При ответе на этот вопрос необходимо принять во внимание то обстоятельство, что лицо, у которого находится спорный документ, помимо своей легитимации непрерывным рядом индоссаментов, обыкновенно легитимируется еще и общегражданскими документами о его приобретении. Во-первых, индоссамент, будучи сделкой распорядительной, должен основываться на какой-то иной (обязательственной) сделке. Современная коммерческая практика свидетельствует, что такие сделки чаще всего имеют характер договоров («купли-продажи векселя», «мены векселей», «вексельного займа», «вексельного кредита» и др.), либо договорного условия о коммерческом кредите в рамках купли-продажи, поставки, подряда и т.п. Заключаются такие договоры, как правило, в простой письменной форме.
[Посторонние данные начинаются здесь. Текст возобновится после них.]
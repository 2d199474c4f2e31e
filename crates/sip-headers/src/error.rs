use thiserror::Error;

/// A type alias for handling `Result`s with `Error`
pub type Result<T> = std::result::Result<T, Error>;

/// Errors raised while building, mutating or parsing SIP header fields.
///
/// Every variant except [`Error::Parse`] is raised synchronously by a
/// constructor or setter before the target is modified. [`Error::Parse`] is
/// only ever produced by [`HeaderField::parse`](crate::types::header::HeaderField::parse).
#[derive(Error, Debug, Clone, PartialEq, Eq)]
pub enum Error {
    /// A mandatory value was absent (an empty string or `None`)
    #[error("{property} must not be empty")]
    MissingValue {
        property: &'static str,
    },

    /// A value contains characters outside the grammar class of the property
    #[error("invalid {property} value '{value}'")]
    InvalidFormat {
        property: &'static str,
        value: String,
    },

    /// A numeric value lies outside its documented bounds
    #[error("{property} value {value} is outside the range {min}..={max}")]
    OutOfRange {
        property: &'static str,
        value: String,
        min: String,
        max: String,
    },

    /// A generic parameter was offered to a header that only accepts its known parameters
    #[error("{header} does not accept the parameter '{name}'")]
    UnknownParameter {
        header: &'static str,
        name: String,
    },

    /// A header value could not be interpreted
    #[error("failed to parse {header} header from '{input}': {failure}")]
    Parse {
        header: &'static str,
        input: String,
        failure: ParseFailure,
    },
}

/// The cause carried by [`Error::Parse`].
#[derive(Error, Debug, Clone, PartialEq, Eq)]
pub enum ParseFailure {
    /// A recognised production held a value that failed validation
    #[error("{0}")]
    Invalid(Box<Error>),

    /// The scanner rejected the input in a way the field could not attribute
    #[error("unexpected input: {0}")]
    Unexpected(String),
}

impl Error {
    pub(crate) fn missing(property: &'static str) -> Self {
        Error::MissingValue { property }
    }

    pub(crate) fn format(property: &'static str, value: impl Into<String>) -> Self {
        Error::InvalidFormat { property, value: value.into() }
    }

    pub(crate) fn range(
        property: &'static str,
        value: impl ToString,
        min: impl ToString,
        max: impl ToString,
    ) -> Self {
        Error::OutOfRange {
            property,
            value: value.to_string(),
            min: min.to_string(),
            max: max.to_string(),
        }
    }

    /// Raised by field parsers when the scanner gives up on a sub-production.
    pub(crate) fn unexpected(header: &'static str, input: &str, what: impl Into<String>) -> Self {
        Error::Parse {
            header,
            input: input.to_string(),
            failure: ParseFailure::Unexpected(what.into()),
        }
    }

    /// Re-wraps a validation error raised while interpreting `input`.
    /// Errors that are already parse errors pass through untouched.
    pub(crate) fn in_header(self, header: &'static str, input: &str) -> Self {
        match self {
            err @ Error::Parse { .. } => err,
            other => Error::Parse {
                header,
                input: input.to_string(),
                failure: ParseFailure::Invalid(Box::new(other)),
            },
        }
    }

    /// True for errors raised by `parse`.
    pub fn is_parse_error(&self) -> bool {
        matches!(self, Error::Parse { .. })
    }

    /// The validation error wrapped by a parse error, if any.
    pub fn validation_cause(&self) -> Option<&Error> {
        match self {
            Error::Parse { failure: ParseFailure::Invalid(inner), .. } => Some(inner),
            _ => None,
        }
    }
}

#[cfg(test)]
mod tests {
    use super::*;

    #[test]
    fn test_in_header_wraps_validation_errors() {
        let err = Error::range("Max-Forwards", 300, 0, 255).in_header("Max-Forwards", "300");
        assert!(err.is_parse_error());
        assert!(matches!(err.validation_cause(), Some(Error::OutOfRange { .. })));
        assert_eq!(
            err.to_string(),
            "failed to parse Max-Forwards header from '300': Max-Forwards value 300 is outside the range 0..=255"
        );
    }

    #[test]
    fn test_in_header_keeps_existing_parse_errors() {
        let original = Error::unexpected("Via", "SIP/", "sent-by");
        let rewrapped = original.clone().in_header("To", "other");
        assert_eq!(original, rewrapped);
        assert!(rewrapped.validation_cause().is_none());
    }
}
Во-вторых, требования норм российского публичного права, в частности - о порядке ведения бухгалтерского учета, диктуют необходимость оформления фактов совершения сделок и исполнения возникших из них обязательств с помощью ряда т.н. первичных документов. Передача и приобретение ценных бумаг вообще и векселей в частности сегодня обыкновенно оформляют двусторонними актами1. Будучи лишенными вексельного правового значения, данные документы - договор и акт - буквально спасают горе-приобретателей квази-вексельных документов, ибо, как правило, оказываются единственными допустимыми законом (письменными) доказательствами приобретения удостоверенных такими документами требований в общегражданском (цессионном) порядке.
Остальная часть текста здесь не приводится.